use std::fmt;

use serde::de::{IgnoredAny, MapAccess, Visitor};
use serde::{Deserialize, Deserializer, Serialize};

/// A stored user record.
#[derive(Clone, Debug, Eq, PartialEq, Serialize, Deserialize)]
pub struct User {
    pub id: u64,
    pub name: String,
    pub email: String,
}

/// The editable fields of a user, as sent in POST and PUT bodies.
///
/// Field names match case-insensitively (`"Name"` fills `name`). Missing or
/// `null` fields read as empty strings so the validator reports them as
/// required. An `id` or any other key in the body is ignored, and a repeated
/// key keeps its last value.
#[derive(Clone, Debug, Default, Eq, PartialEq)]
pub struct UserDraft {
    pub name: String,
    pub email: String,
}

impl UserDraft {
    pub fn new(name: impl Into<String>, email: impl Into<String>) -> Self {
        Self { name: name.into(), email: email.into() }
    }
}

impl<'de> Deserialize<'de> for UserDraft {
    fn deserialize<D: Deserializer<'de>>(deserializer: D) -> Result<Self, D::Error> {
        deserializer.deserialize_map(DraftVisitor)
    }
}

struct DraftVisitor;

impl<'de> Visitor<'de> for DraftVisitor {
    type Value = UserDraft;

    fn expecting(&self, f: &mut fmt::Formatter) -> fmt::Result {
        f.write_str("a user object")
    }

    fn visit_map<A: MapAccess<'de>>(self, mut map: A) -> Result<UserDraft, A::Error> {
        let mut draft = UserDraft::default();
        while let Some(key) = map.next_key::<String>()? {
            let slot = if key.eq_ignore_ascii_case("name") {
                &mut draft.name
            } else if key.eq_ignore_ascii_case("email") {
                &mut draft.email
            } else {
                map.next_value::<IgnoredAny>()?;
                continue;
            };
            *slot = map.next_value::<Option<String>>()?.unwrap_or_default();
        }
        Ok(draft)
    }
}

#[cfg(test)]
mod tests {
    use super::*;

    #[test]
    fn draft_tolerates_missing_null_and_extra_fields() {
        let draft: UserDraft = serde_json::from_str(r#"{"id":99,"name":null}"#).unwrap();
        assert_eq!(draft, UserDraft::default());
    }

    #[test]
    fn draft_keys_match_any_case() {
        let draft: UserDraft = serde_json::from_str(r#"{"NAME":"Dana","Email":"dana@x.com"}"#).unwrap();
        assert_eq!(draft, UserDraft::new("Dana", "dana@x.com"));
    }

    #[test]
    fn repeated_key_keeps_the_last_value() {
        let draft: UserDraft = serde_json::from_str(r#"{"name":"Dana","Name":"Erin"}"#).unwrap();
        assert_eq!(draft.name, "Erin");
    }

    #[test]
    fn draft_must_be_an_object_of_strings() {
        assert!(serde_json::from_str::<UserDraft>("[]").is_err());
        assert!(serde_json::from_str::<UserDraft>(r#"{"name":42}"#).is_err());
    }

    #[test]
    fn user_serializes_flat() {
        let user = User { id: 1, name: "Alice".into(), email: "alice@example.com".into() };
        assert_eq!(
            serde_json::to_string(&user).unwrap(),
            r#"{"id":1,"name":"Alice","email":"alice@example.com"}"#
        );
    }
}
= = = = = = =
▶ _Brief_:
Repeat the material word for word.

▶ _Exercise solution_:
use std::fmt;

use serde::de::{IgnoredAny, MapAccess, Visitor};
use serde::{Deserialize, Deserializer, Serialize};

/// A stored user record.
#[derive(Clone, Debug, Eq, PartialEq, Serialize, Deserialize)]
pub struct User {
    pub id: u64,
    pub name: String,
    pub email: String,
}

/// The editable fields of a user, as sent in POST and PUT bodies.
///
/// Field names match case-insensitively (`"Name"` fills `name`). Missing or
/// `null` fields read as empty strings so the validator reports them as
/// required. An `id` or any other key in the body is ignored, and a repeated
/// key keeps its last value.
#[derive(Clone, Debug, Default, Eq, PartialEq)]
pub struct UserDraft {
    pub name: String,
    pub email: String,
}

impl UserDraft {
    pub fn new(name: impl Into<String>, email: impl Into<String>) -> Self {
        Self { name: name.into(), email: email.into() }
    }
}

impl<'de> Deserialize<'de> for UserDraft {
    fn deserialize<D: Deserializer<'de>>(deserializer: D) -> Result<Self, D::Error> {
        deserializer.deserialize_map(DraftVisitor)
    }
}

struct DraftVisitor;

impl<'de> Visitor<'de> for DraftVisitor {
    type Value = UserDraft;

    fn expecting(&self, f: &mut fmt::Formatter) -> fmt::Result {
        f.write_str("a user object")
    }

    fn visit_map<A: MapAccess<'de>>(self, mut map: A) -> Result<UserDraft, A::Error> {
        let mut draft = UserDraft::default();
        while let Some(key) = map.next_key::<String>()? {
            let slot = if key.eq_ignore_ascii_case("name") {
                &mut draft.name
            } else if key.eq_ignore_ascii_case("email") {
                &mut draft.email
            } else {
                map.next_value::<IgnoredAny>()?;
                continue;
            };
            *slot = map.next_value::<Option<String>>()?.unwrap_or_default();
        }
        Ok(draft)
    }
}

#[cfg(test)]
mod tests {
    use super::*;

    #[test]
    fn draft_tolerates_missing_null_and_extra_fields() {
        let draft: UserDraft = serde_json::from_str(r#"{"id":99,"name":null}"#).unwrap();
        assert_eq!(draft, UserDraft::default());
    }

    #[test]
    fn draft_keys_match_any_case() {
        let draft: UserDraft = serde_json::from_str(r#"{"NAME":"Dana","Email":"dana@x.com"}"#).unwrap();
        assert_eq!(draft, UserDraft::new("Dana", "dana@x.com"));
    }

    #[test]
    fn repeated_key_keeps_the_last_value() {
        let draft: UserDraft = serde_json::from_str(r#"{"name":"Dana","Name":"Erin"}"#).unwrap();
        assert_eq!(draft.name, "Erin");
    }

    #[test]
    fn draft_must_be_an_object_of_strings() {
        assert!(serde_json::from_str::<UserDraft>("[]").is_err());
        assert!(serde_json::from_str::<UserDraft>(r#"{"name":42}"#).is_err());
    }

    #[test]
    fn user_serializes_flat() {
        let user = User { id: 1, name: "Alice".into(), email: "alice@example.com".into() };
        assert_eq!(
            serde_json::to_string(&user).unwrap(),
            r#"{"id":1,"name":"Alice","email":"alice@example.com"}"#
        );
    }
}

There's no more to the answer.